■ Raw data:

◇ ◇ ◇ ◇ ◇

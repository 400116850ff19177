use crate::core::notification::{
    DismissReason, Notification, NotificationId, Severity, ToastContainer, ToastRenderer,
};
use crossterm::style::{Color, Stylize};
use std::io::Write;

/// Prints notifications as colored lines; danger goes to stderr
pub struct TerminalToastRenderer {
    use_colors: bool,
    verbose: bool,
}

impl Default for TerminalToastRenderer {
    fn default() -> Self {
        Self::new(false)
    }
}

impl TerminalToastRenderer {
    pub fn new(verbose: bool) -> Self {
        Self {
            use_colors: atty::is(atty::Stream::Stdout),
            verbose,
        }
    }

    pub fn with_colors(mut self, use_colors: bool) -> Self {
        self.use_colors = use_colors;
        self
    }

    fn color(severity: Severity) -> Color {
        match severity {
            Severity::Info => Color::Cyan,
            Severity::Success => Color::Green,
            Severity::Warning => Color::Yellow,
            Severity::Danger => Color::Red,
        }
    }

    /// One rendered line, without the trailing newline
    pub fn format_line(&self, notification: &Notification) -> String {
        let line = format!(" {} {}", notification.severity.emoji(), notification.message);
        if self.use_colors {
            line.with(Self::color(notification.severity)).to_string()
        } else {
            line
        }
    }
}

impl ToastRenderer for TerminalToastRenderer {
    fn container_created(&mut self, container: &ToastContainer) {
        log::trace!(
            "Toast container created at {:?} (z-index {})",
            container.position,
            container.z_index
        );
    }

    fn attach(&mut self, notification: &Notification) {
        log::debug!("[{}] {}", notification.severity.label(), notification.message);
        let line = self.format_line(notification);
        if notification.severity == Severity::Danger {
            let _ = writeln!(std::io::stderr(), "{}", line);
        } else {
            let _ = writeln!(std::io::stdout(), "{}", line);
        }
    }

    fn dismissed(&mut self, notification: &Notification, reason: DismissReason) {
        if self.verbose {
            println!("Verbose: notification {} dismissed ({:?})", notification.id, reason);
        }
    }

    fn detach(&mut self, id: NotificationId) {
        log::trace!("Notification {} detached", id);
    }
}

◇ ◇ ◇ ◇ ◇

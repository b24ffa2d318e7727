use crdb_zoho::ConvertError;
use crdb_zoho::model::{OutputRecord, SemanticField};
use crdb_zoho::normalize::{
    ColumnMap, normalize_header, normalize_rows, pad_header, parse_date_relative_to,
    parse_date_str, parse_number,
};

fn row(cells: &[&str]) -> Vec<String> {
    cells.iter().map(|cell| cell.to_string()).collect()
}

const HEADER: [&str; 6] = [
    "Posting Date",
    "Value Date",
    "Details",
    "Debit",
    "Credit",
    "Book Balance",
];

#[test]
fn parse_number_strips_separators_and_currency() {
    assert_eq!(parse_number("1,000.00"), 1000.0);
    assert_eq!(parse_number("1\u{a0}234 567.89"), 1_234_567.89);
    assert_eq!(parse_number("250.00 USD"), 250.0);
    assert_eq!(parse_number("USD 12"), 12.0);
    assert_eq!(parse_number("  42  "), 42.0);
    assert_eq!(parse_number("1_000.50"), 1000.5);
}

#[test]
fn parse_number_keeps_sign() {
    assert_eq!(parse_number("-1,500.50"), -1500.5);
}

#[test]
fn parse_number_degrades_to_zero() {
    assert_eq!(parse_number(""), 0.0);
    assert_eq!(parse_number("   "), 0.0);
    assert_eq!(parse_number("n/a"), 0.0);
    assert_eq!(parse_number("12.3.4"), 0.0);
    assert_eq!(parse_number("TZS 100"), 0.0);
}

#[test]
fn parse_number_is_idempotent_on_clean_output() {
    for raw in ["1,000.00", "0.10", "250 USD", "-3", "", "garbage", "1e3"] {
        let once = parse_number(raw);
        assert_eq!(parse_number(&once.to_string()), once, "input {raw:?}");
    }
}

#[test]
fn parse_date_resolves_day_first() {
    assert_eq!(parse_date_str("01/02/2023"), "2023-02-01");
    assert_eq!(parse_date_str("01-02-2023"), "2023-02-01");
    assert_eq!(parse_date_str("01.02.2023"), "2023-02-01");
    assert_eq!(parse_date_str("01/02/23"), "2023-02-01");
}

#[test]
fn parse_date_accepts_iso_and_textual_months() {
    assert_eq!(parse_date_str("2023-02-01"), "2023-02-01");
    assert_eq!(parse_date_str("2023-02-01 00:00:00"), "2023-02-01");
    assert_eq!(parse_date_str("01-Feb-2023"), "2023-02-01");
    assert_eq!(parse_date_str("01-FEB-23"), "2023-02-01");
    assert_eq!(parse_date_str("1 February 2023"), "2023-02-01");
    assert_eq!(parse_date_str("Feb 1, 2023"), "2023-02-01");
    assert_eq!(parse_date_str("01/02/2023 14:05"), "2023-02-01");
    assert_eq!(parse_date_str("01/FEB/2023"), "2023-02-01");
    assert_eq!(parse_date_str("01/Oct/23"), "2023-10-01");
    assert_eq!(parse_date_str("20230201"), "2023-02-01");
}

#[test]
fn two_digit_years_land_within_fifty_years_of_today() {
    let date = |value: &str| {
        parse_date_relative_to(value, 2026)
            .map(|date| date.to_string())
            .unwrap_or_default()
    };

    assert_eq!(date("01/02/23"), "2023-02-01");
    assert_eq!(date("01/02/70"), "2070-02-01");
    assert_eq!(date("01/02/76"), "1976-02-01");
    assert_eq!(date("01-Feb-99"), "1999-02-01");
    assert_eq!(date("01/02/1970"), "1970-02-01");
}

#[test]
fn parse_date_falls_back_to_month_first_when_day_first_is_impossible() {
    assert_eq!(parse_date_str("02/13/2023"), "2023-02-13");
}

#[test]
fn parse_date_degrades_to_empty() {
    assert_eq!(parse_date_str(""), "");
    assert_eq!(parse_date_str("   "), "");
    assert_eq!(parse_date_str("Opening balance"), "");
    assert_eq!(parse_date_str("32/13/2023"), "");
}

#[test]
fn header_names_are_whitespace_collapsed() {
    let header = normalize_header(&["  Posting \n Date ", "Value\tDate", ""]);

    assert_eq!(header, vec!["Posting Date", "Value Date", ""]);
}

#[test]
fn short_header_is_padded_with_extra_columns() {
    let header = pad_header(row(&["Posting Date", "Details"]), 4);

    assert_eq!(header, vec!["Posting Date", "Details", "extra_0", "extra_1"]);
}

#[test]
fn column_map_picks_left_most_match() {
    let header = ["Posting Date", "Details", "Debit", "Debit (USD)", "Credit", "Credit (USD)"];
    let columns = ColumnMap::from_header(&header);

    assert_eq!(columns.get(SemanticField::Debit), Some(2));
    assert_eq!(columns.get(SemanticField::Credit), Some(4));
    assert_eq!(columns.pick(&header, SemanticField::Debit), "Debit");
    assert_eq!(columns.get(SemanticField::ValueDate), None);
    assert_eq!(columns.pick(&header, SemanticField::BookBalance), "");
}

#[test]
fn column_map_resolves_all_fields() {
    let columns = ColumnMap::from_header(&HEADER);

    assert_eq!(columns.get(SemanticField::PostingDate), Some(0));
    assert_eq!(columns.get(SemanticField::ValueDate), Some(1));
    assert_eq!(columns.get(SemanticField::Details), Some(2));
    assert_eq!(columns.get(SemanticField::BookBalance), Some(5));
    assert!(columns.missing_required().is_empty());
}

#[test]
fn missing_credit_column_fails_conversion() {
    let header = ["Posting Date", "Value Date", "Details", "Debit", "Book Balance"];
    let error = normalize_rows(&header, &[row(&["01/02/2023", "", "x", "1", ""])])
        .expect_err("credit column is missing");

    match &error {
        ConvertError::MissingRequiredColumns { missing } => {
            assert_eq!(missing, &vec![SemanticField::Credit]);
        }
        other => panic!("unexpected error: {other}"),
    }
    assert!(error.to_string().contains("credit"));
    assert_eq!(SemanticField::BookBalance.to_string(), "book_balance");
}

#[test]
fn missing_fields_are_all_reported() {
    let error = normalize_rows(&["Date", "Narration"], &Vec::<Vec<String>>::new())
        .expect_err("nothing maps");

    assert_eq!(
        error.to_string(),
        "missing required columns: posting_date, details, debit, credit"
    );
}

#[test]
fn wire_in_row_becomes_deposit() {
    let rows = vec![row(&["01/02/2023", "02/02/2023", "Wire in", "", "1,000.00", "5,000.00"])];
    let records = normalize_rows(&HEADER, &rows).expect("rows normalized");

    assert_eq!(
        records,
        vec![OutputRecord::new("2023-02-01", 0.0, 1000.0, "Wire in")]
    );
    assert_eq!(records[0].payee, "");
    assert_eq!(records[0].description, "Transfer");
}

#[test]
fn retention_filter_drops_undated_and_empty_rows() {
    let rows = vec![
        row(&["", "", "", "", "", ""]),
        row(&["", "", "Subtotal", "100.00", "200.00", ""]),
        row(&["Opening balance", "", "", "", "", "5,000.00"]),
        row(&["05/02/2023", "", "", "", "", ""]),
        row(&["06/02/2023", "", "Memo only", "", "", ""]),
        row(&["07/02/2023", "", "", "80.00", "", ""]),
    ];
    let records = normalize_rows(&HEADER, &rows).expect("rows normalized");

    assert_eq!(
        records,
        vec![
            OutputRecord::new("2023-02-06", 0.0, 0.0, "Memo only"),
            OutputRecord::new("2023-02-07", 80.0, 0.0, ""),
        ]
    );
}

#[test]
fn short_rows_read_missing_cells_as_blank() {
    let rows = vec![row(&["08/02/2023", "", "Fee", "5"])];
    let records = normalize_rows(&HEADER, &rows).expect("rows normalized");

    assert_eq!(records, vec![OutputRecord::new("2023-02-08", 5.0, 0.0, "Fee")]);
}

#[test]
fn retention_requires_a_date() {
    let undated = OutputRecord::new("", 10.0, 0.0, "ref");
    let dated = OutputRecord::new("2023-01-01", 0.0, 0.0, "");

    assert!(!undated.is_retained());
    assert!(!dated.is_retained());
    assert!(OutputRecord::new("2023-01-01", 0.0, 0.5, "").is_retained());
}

◇ ◇ ◇ ◇ ◇

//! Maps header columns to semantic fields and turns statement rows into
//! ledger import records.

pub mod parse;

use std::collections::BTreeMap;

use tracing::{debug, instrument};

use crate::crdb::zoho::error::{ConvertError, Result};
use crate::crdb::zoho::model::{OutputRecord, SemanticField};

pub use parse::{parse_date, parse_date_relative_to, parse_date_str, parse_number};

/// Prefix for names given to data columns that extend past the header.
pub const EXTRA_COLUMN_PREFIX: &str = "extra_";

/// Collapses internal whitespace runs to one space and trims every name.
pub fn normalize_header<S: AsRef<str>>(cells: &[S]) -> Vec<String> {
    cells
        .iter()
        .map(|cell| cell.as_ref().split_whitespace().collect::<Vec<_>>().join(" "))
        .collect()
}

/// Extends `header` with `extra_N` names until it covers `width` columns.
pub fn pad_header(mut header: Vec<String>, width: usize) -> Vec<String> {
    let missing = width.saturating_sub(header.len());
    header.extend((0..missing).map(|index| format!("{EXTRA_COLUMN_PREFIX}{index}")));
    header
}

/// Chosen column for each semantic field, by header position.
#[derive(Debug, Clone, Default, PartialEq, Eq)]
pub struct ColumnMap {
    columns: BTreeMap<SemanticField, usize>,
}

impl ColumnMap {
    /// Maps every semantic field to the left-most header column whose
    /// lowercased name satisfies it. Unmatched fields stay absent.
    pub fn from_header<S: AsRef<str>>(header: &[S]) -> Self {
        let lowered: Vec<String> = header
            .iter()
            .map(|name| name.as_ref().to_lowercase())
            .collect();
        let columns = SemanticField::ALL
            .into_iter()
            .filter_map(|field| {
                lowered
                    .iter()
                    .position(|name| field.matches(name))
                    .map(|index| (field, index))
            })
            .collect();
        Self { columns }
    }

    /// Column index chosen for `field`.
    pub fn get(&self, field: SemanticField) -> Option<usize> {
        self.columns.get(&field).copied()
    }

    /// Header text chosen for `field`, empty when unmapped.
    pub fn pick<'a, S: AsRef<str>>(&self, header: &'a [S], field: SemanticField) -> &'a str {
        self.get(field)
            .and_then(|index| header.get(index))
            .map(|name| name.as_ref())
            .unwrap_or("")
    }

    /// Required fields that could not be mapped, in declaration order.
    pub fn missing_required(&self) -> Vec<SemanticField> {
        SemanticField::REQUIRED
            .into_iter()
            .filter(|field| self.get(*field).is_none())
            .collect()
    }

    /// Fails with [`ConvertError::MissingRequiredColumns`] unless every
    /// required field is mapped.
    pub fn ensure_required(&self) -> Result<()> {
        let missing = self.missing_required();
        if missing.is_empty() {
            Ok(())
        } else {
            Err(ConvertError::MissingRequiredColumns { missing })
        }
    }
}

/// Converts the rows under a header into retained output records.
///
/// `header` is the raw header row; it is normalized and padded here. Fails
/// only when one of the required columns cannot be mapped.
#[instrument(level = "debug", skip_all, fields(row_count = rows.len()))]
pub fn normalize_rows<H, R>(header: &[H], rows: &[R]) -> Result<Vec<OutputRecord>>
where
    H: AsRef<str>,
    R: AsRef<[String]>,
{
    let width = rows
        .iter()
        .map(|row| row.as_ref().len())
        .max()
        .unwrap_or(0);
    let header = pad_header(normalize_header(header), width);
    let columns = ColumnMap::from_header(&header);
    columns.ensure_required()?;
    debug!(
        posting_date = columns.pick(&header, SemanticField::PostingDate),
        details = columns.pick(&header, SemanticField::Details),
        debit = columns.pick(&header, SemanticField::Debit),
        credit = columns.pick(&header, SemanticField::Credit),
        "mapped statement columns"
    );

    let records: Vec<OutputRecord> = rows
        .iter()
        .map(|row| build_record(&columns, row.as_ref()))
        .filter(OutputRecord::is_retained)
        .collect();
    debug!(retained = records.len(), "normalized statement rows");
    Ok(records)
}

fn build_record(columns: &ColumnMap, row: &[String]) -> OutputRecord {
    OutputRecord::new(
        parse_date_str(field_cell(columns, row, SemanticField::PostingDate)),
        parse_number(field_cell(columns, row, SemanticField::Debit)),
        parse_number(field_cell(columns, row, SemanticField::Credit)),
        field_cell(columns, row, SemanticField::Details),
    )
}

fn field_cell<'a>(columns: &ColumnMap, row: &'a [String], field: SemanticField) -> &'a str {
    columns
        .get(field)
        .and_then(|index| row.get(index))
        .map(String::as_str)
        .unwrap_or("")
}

◇ ◇ ◇ ◇ ◇

Find the lines in the data that include "ToastContainer", then copy each of them.

    DismissReason, Notification, NotificationId, Severity, ToastContainer, ToastRenderer,
    fn container_created(&mut self, container: &ToastContainer) {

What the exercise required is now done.